-4-

332 152 21
                                    

Eve geldiğimizde Ben koşarak mutfağa gitti. Dediği kadar aç olmalıydı. Annem oturma odasında oturuyordu. Onun yanına gittim. Beni görünce gülümsedi. Yanına oturdum.

"Nasıl? Buraya alışabildin mi?" Annem benden daha heyecanlıydı.

"Daha ilk günüm anne. Ama Ben gerçekten çok iyi biri. Bana uyum sağlamam için yardım edeceğine eminim."

"Tabii ki sana yardım edecek. O senin kuzenin."

"Biliyorum anne. O benim kuzenim," diye homurdandım.

Annem her zaman akrabalarımızın bize karşı bir sorumlulukları olduğunu düşünüyordu.
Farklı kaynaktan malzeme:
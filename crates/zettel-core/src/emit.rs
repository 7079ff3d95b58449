//! Canonical YAML output
//!
//! Output is produced by hand rather than through a generic YAML emitter so
//! that field order and scalar style are fixed:
//!
//! - fields appear in [`EmitConfig::field_order`], restricted to a caller
//!   supplied subset, and `document` never appears
//! - text spanning more than one line uses a literal block (`|`)
//! - any other text is written plain when it reads back as the same string,
//!   double-quoted otherwise
//! - lists are block sequences, `cite` and `dates` nested mappings
//!
//! Decoding the output with `serde_yaml` and validating it yields the same
//! field values.

use serde::{Deserialize, Serialize};
use serde_yaml::Value;

use crate::record::Record;
use crate::schema::{CITATION, DATES, Field};
use crate::value::FieldValue;

/// Formatting options for [`EmitConfig::produce_yaml`]
#[derive(Debug, Clone, PartialEq, Eq, Serialize, Deserialize)]
pub struct EmitConfig {
    /// Use literal block style for multi-line text
    #[serde(default = "default_block_multiline")]
    pub block_multiline: bool,

    /// Indentation width for nested mappings and block scalars (1 to 9)
    #[serde(default = "default_indent")]
    pub indent: usize,

    /// Order fields are written in; fields not listed are never written
    #[serde(default = "default_field_order")]
    pub field_order: Vec<Field>,
}

fn default_block_multiline() -> bool {
    true
}

fn default_indent() -> usize {
    2
}

fn default_field_order() -> Vec<Field> {
    Field::ALL.to_vec()
}

impl Default for EmitConfig {
    fn default() -> Self {
        Self {
            block_multiline: default_block_multiline(),
            indent: default_indent(),
            field_order: default_field_order(),
        }
    }
}

impl EmitConfig {
    /// Render the fields of `record` that appear in `restrict_to`.
    ///
    /// Returns `""` when no field qualifies.
    pub fn produce_yaml(&self, record: &Record, restrict_to: &[Field]) -> String {
        let mut out = String::new();
        for &field in &self.field_order {
            if field == Field::Document || !restrict_to.contains(&field) {
                continue;
            }
            if let Some(value) = record.get(field) {
                self.write_field(&mut out, field.name(), value);
            }
        }
        out
    }

    // Block scalar indentation indicators only go from 1 to 9.
    fn indent_width(&self) -> usize {
        self.indent.clamp(1, 9)
    }

    fn write_field(&self, out: &mut String, key: &str, value: &FieldValue) {
        out.push_str(key);
        out.push(':');
        match value {
            FieldValue::Text(text) => self.write_text(out, text),
            FieldValue::List(entries) if entries.is_empty() => out.push_str(" []\n"),
            FieldValue::List(entries) => {
                out.push('\n');
                for entry in entries {
                    out.push_str("- ");
                    out.push_str(&scalar(entry));
                    out.push('\n');
                }
            }
            FieldValue::Citation(citation) => {
                out.push('\n');
                self.write_sub_field(out, CITATION.required, Some(&citation.bibkey));
                self.write_sub_field(out, CITATION.optional, citation.page.as_deref());
            }
            FieldValue::Dates(dates) => {
                out.push('\n');
                self.write_sub_field(out, DATES.required, Some(&dates.year));
                self.write_sub_field(out, DATES.optional, dates.era.as_deref());
            }
        }
    }

    fn write_sub_field(&self, out: &mut String, key: &str, value: Option<&str>) {
        if let Some(value) = value {
            out.push_str(&" ".repeat(self.indent_width()));
            out.push_str(key);
            out.push_str(": ");
            out.push_str(&scalar(value));
            out.push('\n');
        }
    }

    fn write_text(&self, out: &mut String, text: &str) {
        if self.block_multiline
            && text.lines().count() > 1
            && let Some(block) = self.literal_block(text)
        {
            out.push(' ');
            out.push_str(&block);
            return;
        }
        out.push(' ');
        out.push_str(&scalar(text));
        out.push('\n');
    }

    /// Literal block scalar for `text`, header through final line break.
    ///
    /// `None` when the text holds characters a block scalar cannot carry
    /// verbatim, or nothing but line breaks.
    fn literal_block(&self, text: &str) -> Option<String> {
        let body = text.trim_end_matches('\n');
        if body.trim().is_empty()
            || body
                .chars()
                .any(|c| c != '\n' && c != '\t' && needs_escape(c))
        {
            return None;
        }

        let chomping = match text.len() - body.len() {
            0 => "-",
            1 => "",
            _ => "+",
        };
        let first_line = body.lines().find(|line| !line.is_empty()).unwrap_or("");
        // Leading whitespace on the first line would be read as indentation.
        let indicator = if first_line.starts_with([' ', '\t']) {
            self.indent_width().to_string()
        } else {
            String::new()
        };

        let pad = " ".repeat(self.indent_width());
        let mut block = format!("|{indicator}{chomping}\n");
        for line in body.split('\n') {
            if !line.is_empty() {
                block.push_str(&pad);
                block.push_str(line);
            }
            block.push('\n');
        }
        for _ in 1..text.len() - body.len() {
            block.push('\n');
        }
        Some(block)
    }
}

/// Render `record` with the default [`EmitConfig`].
pub fn produce_yaml(record: &Record, restrict_to: &[Field]) -> String {
    EmitConfig::default().produce_yaml(record, restrict_to)
}

/// The record's document body, or `""`
pub fn produce_document(record: &Record) -> String {
    record.document().to_string()
}

/// Frame YAML and document text as a zettel file.
///
/// With YAML present the result is `---`, the YAML, `---`, the document.
/// Without it only the document is written. Trailing whitespace of the
/// document is dropped and the output ends in exactly one newline, or is
/// empty when there is nothing to write.
pub fn assemble_output(yaml: &str, document: &str) -> String {
    let document = document.trim_end();
    if yaml.is_empty() {
        if document.is_empty() {
            return String::new();
        }
        return format!("{document}\n");
    }
    let yaml = yaml.strip_suffix('\n').unwrap_or(yaml);
    format!("---\n{yaml}\n---\n{document}\n")
}

// Words YAML 1.1 readers take as booleans even though YAML 1.2 does not.
const YAML11_BOOLEANS: &[&str] = &["y", "n", "yes", "no", "on", "off"];

fn scalar(text: &str) -> String {
    if is_plain_safe(text) {
        text.to_string()
    } else {
        double_quoted(text)
    }
}

fn is_plain_safe(text: &str) -> bool {
    !text.is_empty()
        && text.trim() == text
        && !text.chars().any(needs_escape)
        && !YAML11_BOOLEANS.contains(&text.to_ascii_lowercase().as_str())
        && matches!(
            serde_yaml::from_str::<Value>(text),
            Ok(Value::String(ref read_back)) if read_back == text
        )
}

fn needs_escape(c: char) -> bool {
    c.is_control() || matches!(c, '\u{2028}' | '\u{2029}' | '\u{feff}')
}

fn double_quoted(text: &str) -> String {
    let mut out = String::with_capacity(text.len() + 2);
    out.push('"');
    for c in text.chars() {
        match c {
            '"' => out.push_str("\\\""),
            '\\' => out.push_str("\\\\"),
            '\n' => out.push_str("\\n"),
            '\t' => out.push_str("\\t"),
            '\r' => out.push_str("\\r"),
            '\0' => out.push_str("\\0"),
            c if needs_escape(c) => out.push_str(&format!("\\u{:04x}", c as u32)),
            c => out.push(c),
        }
    }
    out.push('"');
    out
}

#[cfg(test)]
mod tests {
    use super::*;
    use rstest::rstest;
    use serde_yaml::Mapping;

    fn read_back(yaml: &str) -> Record {
        let mapping: Mapping = serde_yaml::from_str(yaml).unwrap();
        Record::from_mapping(&mapping).unwrap()
    }

    #[test]
    fn test_empty_record_gives_empty_yaml() {
        assert_eq!(produce_yaml(&Record::new(), &Field::ALL), "");
    }

    #[test]
    fn test_canonical_layout() {
        let mut record = Record::new();
        record.set_dates("1984", None).unwrap();
        record.append_list_entry(Field::Tags, "b").unwrap();
        record.append_list_entry(Field::Tags, "a").unwrap();
        record.set_citation("knuth84", Some("12".into())).unwrap();
        record.set_field(Field::Title, "Literate Programming").unwrap();
        record.set_field(Field::Document, "body").unwrap();

        assert_eq!(
            produce_yaml(&record, &Field::ALL),
            "title: Literate Programming\n\
             tags:\n\
             - b\n\
             - a\n\
             cite:\n  bibkey: knuth84\n  page: \"12\"\n\
             dates:\n  year: \"1984\"\n"
        );
    }

    #[test]
    fn test_restriction_filters_fields() {
        let mut record = Record::new();
        record.set_field(Field::Title, "t").unwrap();
        record.set_field(Field::Note, "n").unwrap();
        assert_eq!(produce_yaml(&record, &[Field::Note]), "note: n\n");
        assert_eq!(produce_yaml(&record, &[Field::Url]), "");
    }

    #[test]
    fn test_document_never_emitted() {
        let mut record = Record::new();
        record.set_field(Field::Document, "body").unwrap();
        assert_eq!(produce_yaml(&record, &[Field::Document]), "");
        assert_eq!(produce_document(&record), "body");
    }

    #[test]
    fn test_empty_list_is_flow_sequence() {
        let mut record = Record::new();
        record.reset_list_field(Field::Mentions).unwrap();
        let yaml = produce_yaml(&record, &Field::ALL);
        assert_eq!(yaml, "mentions: []\n");
        assert_eq!(read_back(&yaml), record);
    }

    #[test]
    fn test_multiline_uses_literal_block() {
        let mut record = Record::new();
        record.set_field(Field::Summary, "line one\nline two").unwrap();
        let yaml = produce_yaml(&record, &Field::ALL);
        assert_eq!(yaml, "summary: |-\n  line one\n  line two\n");
        assert_eq!(read_back(&yaml), record);
    }

    #[test]
    fn test_tab_indented_block_gets_indicator() {
        let mut record = Record::new();
        record.set_field(Field::Note, "\tindented code\nnext line").unwrap();
        let yaml = produce_yaml(&record, &Field::ALL);
        assert_eq!(yaml, "note: |2-\n  \tindented code\n  next line\n");
        assert_eq!(read_back(&yaml), record);
    }

    #[test]
    fn test_single_line_with_newline_is_quoted() {
        let mut record = Record::new();
        record.set_field(Field::Summary, "only\n").unwrap();
        let yaml = produce_yaml(&record, &Field::ALL);
        assert_eq!(yaml, "summary: \"only\\n\"\n");
        assert_eq!(read_back(&yaml), record);
    }

    #[test]
    fn test_block_style_can_be_disabled() {
        let config = EmitConfig {
            block_multiline: false,
            ..EmitConfig::default()
        };
        let mut record = Record::new();
        record.set_field(Field::Note, "a\nb").unwrap();
        assert_eq!(config.produce_yaml(&record, &Field::ALL), "note: \"a\\nb\"\n");
    }

    #[test]
    fn test_custom_field_order() {
        let config = EmitConfig {
            field_order: vec![Field::Note, Field::Title],
            ..EmitConfig::default()
        };
        let mut record = Record::new();
        record.set_field(Field::Title, "t").unwrap();
        record.set_field(Field::Note, "n").unwrap();
        record.set_field(Field::Url, "u").unwrap();
        assert_eq!(config.produce_yaml(&record, &Field::ALL), "note: n\ntitle: t\n");
    }

    #[test]
    fn test_config_from_yaml_defaults() {
        let config: EmitConfig = serde_yaml::from_str("indent: 4").unwrap();
        assert_eq!(config.indent, 4);
        assert!(config.block_multiline);
        assert_eq!(config.field_order, Field::ALL.to_vec());
    }

    #[rstest]
    #[case("plain text")]
    #[case("")]
    #[case(" leading space")]
    #[case("trailing space ")]
    #[case("true")]
    #[case("yes")]
    #[case("123")]
    #[case("1.5")]
    #[case("null")]
    #[case("~")]
    #[case("key: value")]
    #[case("- item")]
    #[case("# comment")]
    #[case("a #b")]
    #[case("[a, b]")]
    #[case("{a: b}")]
    #[case("*alias")]
    #[case("&anchor x")]
    #[case("!tag x")]
    #[case("'single'")]
    #[case("\"double\"")]
    #[case("back\\slash")]
    #[case("tab\there")]
    #[case("carriage\rreturn")]
    #[case("bell\u{7}")]
    #[case("---")]
    #[case("%percent")]
    #[case("@at")]
    #[case("`tick")]
    #[case("https://example.com/a?b=c#d")]
    #[case("ünïcödé ✓")]
    fn test_text_round_trips(#[case] text: &str) {
        let mut record = Record::new();
        record.set_field(Field::Title, text).unwrap();
        record.append_list_entry(Field::Tags, text).unwrap();
        record.set_citation(text, Some(text.to_string())).unwrap();
        let yaml = produce_yaml(&record, &Field::ALL);
        assert_eq!(read_back(&yaml), record, "yaml was:\n{yaml}");
    }

    #[rstest]
    #[case("a\nb")]
    #[case("a\nb\n")]
    #[case("a\nb\n\n\n")]
    #[case("\nleading blank\nline")]
    #[case("  indented\nfirst line")]
    #[case("a\n\n  b\n")]
    #[case("a\n   \nb")]
    #[case("key: value\n- item\n# not a comment")]
    #[case("a\r\nb")]
    #[case("\n\n")]
    #[case("x\n---\ny")]
    #[case("\tx\ny")]
    #[case("\n\tx")]
    #[case("\tindented code\nnext line")]
    #[case("a\n\tb")]
    fn test_multiline_round_trips(#[case] text: &str) {
        let mut record = Record::new();
        record.set_field(Field::Note, text).unwrap();
        record.set_field(Field::Title, "after").unwrap();
        record.set_field(Field::Url, "u").unwrap();
        let yaml = produce_yaml(&record, &Field::ALL);
        assert_eq!(read_back(&yaml), record, "yaml was:\n{yaml}");
    }

    #[test]
    fn test_assemble_with_yaml() {
        assert_eq!(
            assemble_output("title: t\n", "body\n\n"),
            "---\ntitle: t\n---\nbody\n"
        );
        assert_eq!(assemble_output("title: t\n", ""), "---\ntitle: t\n---\n\n");
    }

    #[test]
    fn test_assemble_without_yaml() {
        assert_eq!(assemble_output("", "body  \n"), "body\n");
        assert_eq!(assemble_output("", ""), "");
        assert_eq!(assemble_output("", " \n"), "");
    }

    #[test]
    fn test_assemble_keeps_kept_trailing_lines() {
        let mut record = Record::new();
        record.set_field(Field::Note, "a\nb\n\n").unwrap();
        let yaml = produce_yaml(&record, &Field::ALL);
        let output = assemble_output(&yaml, "");
        let inner = output
            .strip_prefix("---\n")
            .and_then(|rest| rest.strip_suffix("---\n\n"))
            .unwrap();
        assert_eq!(read_back(inner), record);
    }
}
Bu çok bencilce. İsteyen istediğini yapar taraftarıydım. Kimseye bir şey yapması için baskı yapan bir tip değildim. Annem ise tam tersim bir kadındı. Annemin bu tavrına her zamanki gibi gözlerimi devirmekle yetindim.

Teyzem mutfaktan bize seslendi. "Hanna, Jules yemek hazır."

"Tamam," diye aynı anda annemle birlikte bağırdık. İstesek ikimizde aynı anda bağıramazdık bile. Birbirimize bakıp kıkırdadık.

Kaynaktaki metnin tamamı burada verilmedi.